● **WHAT IS REQUIRED**
The response must consist of every record, restated word for word.

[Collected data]
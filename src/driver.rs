//! # Effect Driver
//!
//! Carries out the `Effect`s the core asks for, on tokio, and reports back
//! through an `Action` channel:
//!
//! - `Effect::Fetch` spawns one page fetch bounded by the fetch timeout.
//!   Starting a fetch aborts whatever fetch is still running, since the
//!   coordinator only issues a second one after a reset.
//! - `Effect::ScheduleDebounce` (re)arms this driver's debounce timer. The
//!   previous timer is aborted, so only the last keystroke's timer fires.
//!
//! Aborting is only an optimisation. A result that slips through is still
//! dropped by the coordinator's generation check.
//!
//! [`Selector`] bundles one coordinator with its own driver and channel; every
//! mounted selector gets its own, so timers never leak between instances.

use std::sync::Arc;
use std::time::Duration;

use log::{debug, info, warn};
use tokio::sync::mpsc::{UnboundedReceiver, UnboundedSender, unbounded_channel};
use tokio::task::AbortHandle;

use crate::core::action::{Action, Effect, update};
use crate::core::coordinator::{CoordinatorConfig, QueryCoordinator};
use crate::source::{PageRequest, PageSource, SourceError};

pub struct SelectorDriver {
    source: Arc<dyn PageSource>,
    tx: UnboundedSender<Action>,
    fetch_timeout: Duration,
    debounce_timer: Option<AbortHandle>,
    in_flight: Option<AbortHandle>,
}

impl SelectorDriver {
    pub fn new(
        source: Arc<dyn PageSource>,
        tx: UnboundedSender<Action>,
        fetch_timeout: Duration,
    ) -> Self {
        Self {
            source,
            tx,
            fetch_timeout,
            debounce_timer: None,
            in_flight: None,
        }
    }

    pub fn execute(&mut self, effect: &Effect) {
        match effect {
            Effect::Fetch(request) => self.spawn_fetch(request.clone()),
            Effect::ScheduleDebounce { ticket, delay } => self.schedule_debounce(*ticket, *delay),
            Effect::ValueChanged(_) | Effect::None => {}
        }
    }

    fn schedule_debounce(&mut self, ticket: u64, delay: Duration) {
        if let Some(timer) = self.debounce_timer.take() {
            timer.abort();
        }
        let tx = self.tx.clone();
        let handle = tokio::spawn(async move {
            tokio::time::sleep(delay).await;
            if tx.send(Action::DebounceElapsed(ticket)).is_err() {
                warn!("Failed to deliver debounce ticket {}: receiver dropped", ticket);
            }
        });
        self.debounce_timer = Some(handle.abort_handle());
    }

    fn spawn_fetch(&mut self, request: PageRequest) {
        if let Some(previous) = self.in_flight.take() {
            previous.abort();
        }

        info!(
            "Spawning {} fetch: generation={}, page={}",
            self.source.name(),
            request.generation,
            request.page_index
        );

        let source = self.source.clone();
        let tx = self.tx.clone();
        let timeout = self.fetch_timeout;
        let handle = tokio::spawn(async move {
            let result = tokio::time::timeout(
                timeout,
                source.fetch_page(&request.search_term, request.offset, request.limit),
            )
            .await;

            let action = match result {
                Ok(Ok(items)) => {
                    debug!(
                        "Fetch resolved: generation={}, page={}, {} items",
                        request.generation,
                        request.page_index,
                        items.len()
                    );
                    Action::PageLoaded { request, items }
                }
                Ok(Err(error)) => Action::PageFailed { request, error },
                Err(_) => {
                    warn!(
                        "Fetch timed out after {}s (generation={}, page={})",
                        timeout.as_secs(),
                        request.generation,
                        request.page_index
                    );
                    Action::PageFailed {
                        request,
                        error: SourceError::Timeout {
                            secs: timeout.as_secs(),
                        },
                    }
                }
            };

            if tx.send(action).is_err() {
                warn!("Failed to deliver fetch result: receiver dropped");
            }
        });
        self.in_flight = Some(handle.abort_handle());
    }
}

impl Drop for SelectorDriver {
    fn drop(&mut self) {
        for handle in [self.debounce_timer.take(), self.in_flight.take()]
            .into_iter()
            .flatten()
        {
            handle.abort();
        }
    }
}

/// One mounted selector: coordinator, driver and the channel between them.
pub struct Selector {
    coordinator: QueryCoordinator,
    driver: SelectorDriver,
    rx: UnboundedReceiver<Action>,
}

impl Selector {
    pub fn new(
        source: Arc<dyn PageSource>,
        config: CoordinatorConfig,
        fetch_timeout: Duration,
    ) -> Self {
        let (tx, rx) = unbounded_channel();
        Self {
            coordinator: QueryCoordinator::new(config),
            driver: SelectorDriver::new(source, tx, fetch_timeout),
            rx,
        }
    }

    pub fn coordinator(&self) -> &QueryCoordinator {
        &self.coordinator
    }

    /// Runs an action through the coordinator and executes the resulting effect.
    pub fn dispatch(&mut self, action: Action) -> Effect {
        let effect = update(&mut self.coordinator, action);
        self.driver.execute(&effect);
        effect
    }

    /// Applies every background action that has already arrived.
    /// Returns how many were processed.
    pub fn drain(&mut self) -> usize {
        let mut processed = 0;
        while let Ok(action) = self.rx.try_recv() {
            self.dispatch(action);
            processed += 1;
        }
        processed
    }

    /// Waits for the next background action and applies it.
    pub async fn process_next(&mut self) -> Option<Effect> {
        let action = self.rx.recv().await?;
        Some(self.dispatch(action))
    }
}
//! # Vehicle Field Component
//!
//! The closed state of the selector: a one-line box showing the chosen
//! vehicle, or the placeholder when nothing is chosen or the chosen id is not
//! in the loaded window. Enter opens the picker overlay.

use ratatui::Frame;
use ratatui::layout::{Constraint, Layout, Rect};
use ratatui::style::{Color, Style};
use ratatui::text::{Line, Span};
use ratatui::widgets::{Block, Borders, Paragraph};

use crate::tui::component::Component;

pub struct VehicleField {
    /// Display label of the selected vehicle, if it can be resolved.
    pub label: Option<String>,
    pub placeholder: String,
    /// Draws the border highlighted while the picker is open.
    pub expanded: bool,
}

impl VehicleField {
    pub fn new(label: Option<String>, placeholder: String, expanded: bool) -> Self {
        Self {
            label,
            placeholder,
            expanded,
        }
    }
}

impl Component for VehicleField {
    fn render(&mut self, frame: &mut Frame, area: Rect) {
        let border = if self.expanded {
            Color::Cyan
        } else {
            Color::DarkGray
        };
        let block = Block::default()
            .borders(Borders::ALL)
            .border_style(Style::default().fg(border))
            .title(" Vehicle ");
        let inner = block.inner(area);
        frame.render_widget(block, area);

        let [text_area, chevron_area] =
            Layout::horizontal([Constraint::Min(0), Constraint::Length(2)]).areas(inner);

        let text = match &self.label {
            Some(label) => Span::raw(label.clone()),
            None => Span::styled(self.placeholder.clone(), Style::default().fg(Color::DarkGray)),
        };
        frame.render_widget(Paragraph::new(Line::from(text)), text_area);
        frame.render_widget(
            Paragraph::new(Span::styled("▾", Style::default().fg(Color::DarkGray))),
            chevron_area,
        );
    }
}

● **EXPECTED ANSWER**
filename src/driver.rs
//! # Effect Driver
//!
//! Carries out the `Effect`s the core asks for, on tokio, and reports back
//! through an `Action` channel:
//!
//! - `Effect::Fetch` spawns one page fetch bounded by the fetch timeout.
//!   Starting a fetch aborts whatever fetch is still running, since the
//!   coordinator only issues a second one after a reset.
//! - `Effect::ScheduleDebounce` (re)arms this driver's debounce timer. The
//!   previous timer is aborted, so only the last keystroke's timer fires.
//!
//! Aborting is only an optimisation. A result that slips through is still
//! dropped by the coordinator's generation check.
//!
//! [`Selector`] bundles one coordinator with its own driver and channel; every
//! mounted selector gets its own, so timers never leak between instances.

use std::sync::Arc;
use std::time::Duration;

use log::{debug, info, warn};
use tokio::sync::mpsc::{UnboundedReceiver, UnboundedSender, unbounded_channel};
use tokio::task::AbortHandle;

use crate::core::action::{Action, Effect, update};
use crate::core::coordinator::{CoordinatorConfig, QueryCoordinator};
use crate::source::{PageRequest, PageSource, SourceError};

pub struct SelectorDriver {
    source: Arc<dyn PageSource>,
    tx: UnboundedSender<Action>,
    fetch_timeout: Duration,
    debounce_timer: Option<AbortHandle>,
    in_flight: Option<AbortHandle>,
}

impl SelectorDriver {
    pub fn new(
        source: Arc<dyn PageSource>,
        tx: UnboundedSender<Action>,
        fetch_timeout: Duration,
    ) -> Self {
        Self {
            source,
            tx,
            fetch_timeout,
            debounce_timer: None,
            in_flight: None,
        }
    }

    pub fn execute(&mut self, effect: &Effect) {
        match effect {
            Effect::Fetch(request) => self.spawn_fetch(request.clone()),
            Effect::ScheduleDebounce { ticket, delay } => self.schedule_debounce(*ticket, *delay),
            Effect::ValueChanged(_) | Effect::None => {}
        }
    }

    fn schedule_debounce(&mut self, ticket: u64, delay: Duration) {
        if let Some(timer) = self.debounce_timer.take() {
            timer.abort();
        }
        let tx = self.tx.clone();
        let handle = tokio::spawn(async move {
            tokio::time::sleep(delay).await;
            if tx.send(Action::DebounceElapsed(ticket)).is_err() {
                warn!("Failed to deliver debounce ticket {}: receiver dropped", ticket);
            }
        });
        self.debounce_timer = Some(handle.abort_handle());
    }

    fn spawn_fetch(&mut self, request: PageRequest) {
        if let Some(previous) = self.in_flight.take() {
            previous.abort();
        }

        info!(
            "Spawning {} fetch: generation={}, page={}",
            self.source.name(),
            request.generation,
            request.page_index
        );

        let source = self.source.clone();
        let tx = self.tx.clone();
        let timeout = self.fetch_timeout;
        let handle = tokio::spawn(async move {
            let result = tokio::time::timeout(
                timeout,
                source.fetch_page(&request.search_term, request.offset, request.limit),
            )
            .await;

            let action = match result {
                Ok(Ok(items)) => {
                    debug!(
                        "Fetch resolved: generation={}, page={}, {} items",
                        request.generation,
                        request.page_index,
                        items.len()
                    );
                    Action::PageLoaded { request, items }
                }
                Ok(Err(error)) => Action::PageFailed { request, error },
                Err(_) => {
                    warn!(
                        "Fetch timed out after {}s (generation={}, page={})",
                        timeout.as_secs(),
                        request.generation,
                        request.page_index
                    );
                    Action::PageFailed {
                        request,
                        error: SourceError::Timeout {
                            secs: timeout.as_secs(),
                        },
                    }
                }
            };

            if tx.send(action).is_err() {
                warn!("Failed to deliver fetch result: receiver dropped");
            }
        });
        self.in_flight = Some(handle.abort_handle());
    }
}

impl Drop for SelectorDriver {
    fn drop(&mut self) {
        for handle in [self.debounce_timer.take(), self.in_flight.take()]
            .into_iter()
            .flatten()
        {
            handle.abort();
        }
    }
}

/// One mounted selector: coordinator, driver and the channel between them.
pub struct Selector {
    coordinator: QueryCoordinator,
    driver: SelectorDriver,
    rx: UnboundedReceiver<Action>,
}

impl Selector {
    pub fn new(
        source: Arc<dyn PageSource>,
        config: CoordinatorConfig,
        fetch_timeout: Duration,
    ) -> Self {
        let (tx, rx) = unbounded_channel();
        Self {
            coordinator: QueryCoordinator::new(config),
            driver: SelectorDriver::new(source, tx, fetch_timeout),
            rx,
        }
    }

    pub fn coordinator(&self) -> &QueryCoordinator {
        &self.coordinator
    }

    /// Runs an action through the coordinator and executes the resulting effect.
    pub fn dispatch(&mut self, action: Action) -> Effect {
        let effect = update(&mut self.coordinator, action);
        self.driver.execute(&effect);
        effect
    }

    /// Applies every background action that has already arrived.
    /// Returns how many were processed.
    pub fn drain(&mut self) -> usize {
        let mut processed = 0;
        while let Ok(action) = self.rx.try_recv() {
            self.dispatch(action);
            processed += 1;
        }
        processed
    }

    /// Waits for the next background action and applies it.
    pub async fn process_next(&mut self) -> Option<Effect> {
        let action = self.rx.recv().await?;
        Some(self.dispatch(action))
    }
}
//! # Vehicle Field Component
//!
//! The closed state of the selector: a one-line box showing the chosen
//! vehicle, or the placeholder when nothing is chosen or the chosen id is not
//! in the loaded window. Enter opens the picker overlay.

use ratatui::Frame;
use ratatui::layout::{Constraint, Layout, Rect};
use ratatui::style::{Color, Style};
use ratatui::text::{Line, Span};
use ratatui::widgets::{Block, Borders, Paragraph};

use crate::tui::component::Component;

pub struct VehicleField {
    /// Display label of the selected vehicle, if it can be resolved.
    pub label: Option<String>,
    pub placeholder: String,
    /// Draws the border highlighted while the picker is open.
    pub expanded: bool,
}

impl VehicleField {
    pub fn new(label: Option<String>, placeholder: String, expanded: bool) -> Self {
        Self {
            label,
            placeholder,
            expanded,
        }
    }
}

impl Component for VehicleField {
    fn render(&mut self, frame: &mut Frame, area: Rect) {
        let border = if self.expanded {
            Color::Cyan
        } else {
            Color::DarkGray
        };
        let block = Block::default()
            .borders(Borders::ALL)
            .border_style(Style::default().fg(border))
            .title(" Vehicle ");
        let inner = block.inner(area);
        frame.render_widget(block, area);

        let [text_area, chevron_area] =
            Layout::horizontal([Constraint::Min(0), Constraint::Length(2)]).areas(inner);

        let text = match &self.label {
            Some(label) => Span::raw(label.clone()),
            None => Span::styled(self.placeholder.clone(), Style::default().fg(Color::DarkGray)),
        };
        frame.render_widget(Paragraph::new(Line::from(text)), text_area);
        frame.render_widget(
            Paragraph::new(Span::styled("▾", Style::default().fg(Color::DarkGray))),
            chevron_area,
        );
    }
}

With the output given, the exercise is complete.